Records from a collection:

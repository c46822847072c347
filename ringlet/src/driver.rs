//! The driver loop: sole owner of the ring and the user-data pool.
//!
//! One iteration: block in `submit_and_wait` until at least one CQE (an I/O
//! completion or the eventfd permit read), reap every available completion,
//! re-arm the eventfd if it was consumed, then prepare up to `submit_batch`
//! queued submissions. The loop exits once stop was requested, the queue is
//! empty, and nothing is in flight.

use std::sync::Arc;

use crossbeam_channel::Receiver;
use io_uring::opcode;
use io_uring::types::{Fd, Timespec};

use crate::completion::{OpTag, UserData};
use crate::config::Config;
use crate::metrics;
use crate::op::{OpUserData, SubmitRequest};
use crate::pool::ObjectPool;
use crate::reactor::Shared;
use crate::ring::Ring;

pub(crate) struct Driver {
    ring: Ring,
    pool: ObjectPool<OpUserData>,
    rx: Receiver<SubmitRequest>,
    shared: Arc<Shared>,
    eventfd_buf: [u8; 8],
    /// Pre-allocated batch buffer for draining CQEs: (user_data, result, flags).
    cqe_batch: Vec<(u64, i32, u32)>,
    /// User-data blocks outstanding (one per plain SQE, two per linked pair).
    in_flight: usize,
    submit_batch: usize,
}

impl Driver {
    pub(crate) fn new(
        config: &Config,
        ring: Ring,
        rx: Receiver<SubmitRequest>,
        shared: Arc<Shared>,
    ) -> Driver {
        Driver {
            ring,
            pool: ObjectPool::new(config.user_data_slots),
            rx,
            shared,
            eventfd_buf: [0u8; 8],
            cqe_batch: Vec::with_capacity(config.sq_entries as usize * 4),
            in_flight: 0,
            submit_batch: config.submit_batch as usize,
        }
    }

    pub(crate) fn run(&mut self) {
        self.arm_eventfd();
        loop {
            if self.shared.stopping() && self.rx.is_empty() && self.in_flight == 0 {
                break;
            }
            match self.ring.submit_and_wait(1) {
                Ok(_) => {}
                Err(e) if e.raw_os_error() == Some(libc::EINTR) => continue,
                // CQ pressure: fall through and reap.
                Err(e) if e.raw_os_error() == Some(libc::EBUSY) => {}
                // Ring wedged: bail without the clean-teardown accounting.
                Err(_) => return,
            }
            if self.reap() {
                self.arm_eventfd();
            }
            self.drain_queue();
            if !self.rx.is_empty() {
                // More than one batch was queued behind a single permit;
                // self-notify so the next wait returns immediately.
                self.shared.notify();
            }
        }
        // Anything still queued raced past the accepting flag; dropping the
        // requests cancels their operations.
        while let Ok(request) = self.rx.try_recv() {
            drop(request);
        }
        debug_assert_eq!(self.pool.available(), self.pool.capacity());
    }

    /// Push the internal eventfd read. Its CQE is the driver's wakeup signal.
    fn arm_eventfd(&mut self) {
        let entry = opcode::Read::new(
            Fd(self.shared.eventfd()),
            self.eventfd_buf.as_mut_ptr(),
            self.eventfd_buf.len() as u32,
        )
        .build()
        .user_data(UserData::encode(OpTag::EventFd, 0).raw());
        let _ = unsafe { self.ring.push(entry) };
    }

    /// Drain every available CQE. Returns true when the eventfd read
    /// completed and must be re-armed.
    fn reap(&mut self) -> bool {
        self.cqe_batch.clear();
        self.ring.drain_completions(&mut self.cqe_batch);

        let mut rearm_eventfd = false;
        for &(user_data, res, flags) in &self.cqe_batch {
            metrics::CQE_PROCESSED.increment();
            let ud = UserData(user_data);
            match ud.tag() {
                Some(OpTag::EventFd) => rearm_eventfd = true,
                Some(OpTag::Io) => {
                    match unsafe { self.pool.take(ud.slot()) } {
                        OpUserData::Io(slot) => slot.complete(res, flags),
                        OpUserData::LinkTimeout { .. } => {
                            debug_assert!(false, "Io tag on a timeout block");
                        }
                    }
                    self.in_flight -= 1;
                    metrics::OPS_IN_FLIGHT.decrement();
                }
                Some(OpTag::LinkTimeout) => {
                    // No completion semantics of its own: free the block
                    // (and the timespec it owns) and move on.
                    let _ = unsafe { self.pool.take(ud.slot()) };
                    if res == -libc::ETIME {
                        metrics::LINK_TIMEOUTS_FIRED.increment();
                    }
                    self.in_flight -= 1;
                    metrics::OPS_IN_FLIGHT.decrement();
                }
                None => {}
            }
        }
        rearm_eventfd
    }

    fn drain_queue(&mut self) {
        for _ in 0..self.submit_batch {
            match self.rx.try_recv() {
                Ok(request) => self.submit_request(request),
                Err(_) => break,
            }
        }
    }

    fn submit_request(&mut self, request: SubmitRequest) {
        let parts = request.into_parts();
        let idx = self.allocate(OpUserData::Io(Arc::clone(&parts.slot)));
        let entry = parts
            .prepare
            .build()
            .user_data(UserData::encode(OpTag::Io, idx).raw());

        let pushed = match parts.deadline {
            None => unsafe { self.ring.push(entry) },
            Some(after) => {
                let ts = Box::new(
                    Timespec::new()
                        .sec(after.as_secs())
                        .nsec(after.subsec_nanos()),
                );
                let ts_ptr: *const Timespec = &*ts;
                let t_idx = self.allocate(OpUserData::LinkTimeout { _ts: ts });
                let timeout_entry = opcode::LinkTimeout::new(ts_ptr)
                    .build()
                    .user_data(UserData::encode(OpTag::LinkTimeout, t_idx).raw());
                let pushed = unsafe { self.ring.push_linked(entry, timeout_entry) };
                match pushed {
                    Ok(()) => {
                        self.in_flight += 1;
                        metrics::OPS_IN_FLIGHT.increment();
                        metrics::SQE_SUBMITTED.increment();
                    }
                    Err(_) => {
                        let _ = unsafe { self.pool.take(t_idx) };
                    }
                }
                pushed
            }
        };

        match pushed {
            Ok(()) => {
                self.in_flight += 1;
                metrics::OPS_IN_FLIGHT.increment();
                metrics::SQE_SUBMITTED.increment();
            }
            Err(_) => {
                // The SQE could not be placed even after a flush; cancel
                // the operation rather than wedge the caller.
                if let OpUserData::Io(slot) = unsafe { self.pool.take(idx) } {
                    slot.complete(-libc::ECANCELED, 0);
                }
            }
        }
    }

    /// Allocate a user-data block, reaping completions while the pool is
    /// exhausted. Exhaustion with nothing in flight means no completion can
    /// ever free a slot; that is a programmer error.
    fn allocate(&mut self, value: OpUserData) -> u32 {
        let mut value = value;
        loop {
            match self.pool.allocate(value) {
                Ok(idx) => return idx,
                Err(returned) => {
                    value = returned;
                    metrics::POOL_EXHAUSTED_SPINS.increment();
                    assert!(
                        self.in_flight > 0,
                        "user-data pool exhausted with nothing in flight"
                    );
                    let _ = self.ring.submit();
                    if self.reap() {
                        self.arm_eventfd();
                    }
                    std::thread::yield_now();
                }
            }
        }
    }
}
---
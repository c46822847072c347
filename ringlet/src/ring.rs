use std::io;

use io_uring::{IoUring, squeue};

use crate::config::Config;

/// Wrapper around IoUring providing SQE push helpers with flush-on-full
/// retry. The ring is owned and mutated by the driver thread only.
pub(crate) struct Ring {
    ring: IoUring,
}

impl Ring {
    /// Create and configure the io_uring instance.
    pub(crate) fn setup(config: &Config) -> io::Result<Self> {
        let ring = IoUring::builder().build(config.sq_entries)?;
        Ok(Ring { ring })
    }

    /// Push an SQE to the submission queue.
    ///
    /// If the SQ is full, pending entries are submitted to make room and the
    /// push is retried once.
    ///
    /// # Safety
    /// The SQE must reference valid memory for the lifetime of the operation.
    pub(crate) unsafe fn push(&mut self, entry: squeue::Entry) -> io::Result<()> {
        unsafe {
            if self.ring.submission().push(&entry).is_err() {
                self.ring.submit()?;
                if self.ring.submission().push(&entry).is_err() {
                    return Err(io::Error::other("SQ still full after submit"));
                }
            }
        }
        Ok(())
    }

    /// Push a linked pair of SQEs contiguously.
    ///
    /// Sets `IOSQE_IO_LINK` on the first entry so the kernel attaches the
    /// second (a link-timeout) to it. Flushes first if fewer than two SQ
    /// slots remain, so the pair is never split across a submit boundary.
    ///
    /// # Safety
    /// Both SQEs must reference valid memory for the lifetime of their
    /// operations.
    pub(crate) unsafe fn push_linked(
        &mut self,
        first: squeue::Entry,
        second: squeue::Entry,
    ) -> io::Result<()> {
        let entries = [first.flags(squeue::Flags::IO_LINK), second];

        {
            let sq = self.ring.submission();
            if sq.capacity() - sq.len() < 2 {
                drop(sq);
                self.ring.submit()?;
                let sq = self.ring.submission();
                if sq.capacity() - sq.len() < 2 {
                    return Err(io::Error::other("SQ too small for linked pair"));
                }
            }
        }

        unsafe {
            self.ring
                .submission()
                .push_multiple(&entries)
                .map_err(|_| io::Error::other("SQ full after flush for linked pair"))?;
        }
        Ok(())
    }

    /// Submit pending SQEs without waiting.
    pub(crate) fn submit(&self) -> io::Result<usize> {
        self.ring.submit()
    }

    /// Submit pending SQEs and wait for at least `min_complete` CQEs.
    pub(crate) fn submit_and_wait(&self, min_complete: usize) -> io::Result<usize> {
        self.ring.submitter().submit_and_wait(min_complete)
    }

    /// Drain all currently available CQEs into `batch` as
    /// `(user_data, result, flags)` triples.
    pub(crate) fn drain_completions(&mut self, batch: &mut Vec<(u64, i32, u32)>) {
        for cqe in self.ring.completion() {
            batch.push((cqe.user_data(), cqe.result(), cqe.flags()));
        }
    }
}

Task description ->
In the data above, find the line with "Some(OpTag::EventFd) => rearm_eventfd" and the line with "free the block". Retype both, plus every line between them, exactly.

Answer to this exercise ->
                Some(OpTag::EventFd) => rearm_eventfd = true,
                Some(OpTag::Io) => {
                    match unsafe { self.pool.take(ud.slot()) } {
                        OpUserData::Io(slot) => slot.complete(res, flags),
                        OpUserData::LinkTimeout { .. } => {
                            debug_assert!(false, "Io tag on a timeout block");
                        }
                    }
                    self.in_flight -= 1;
                    metrics::OPS_IN_FLIGHT.decrement();
                }
                Some(OpTag::LinkTimeout) => {
                    // No completion semantics of its own: free the block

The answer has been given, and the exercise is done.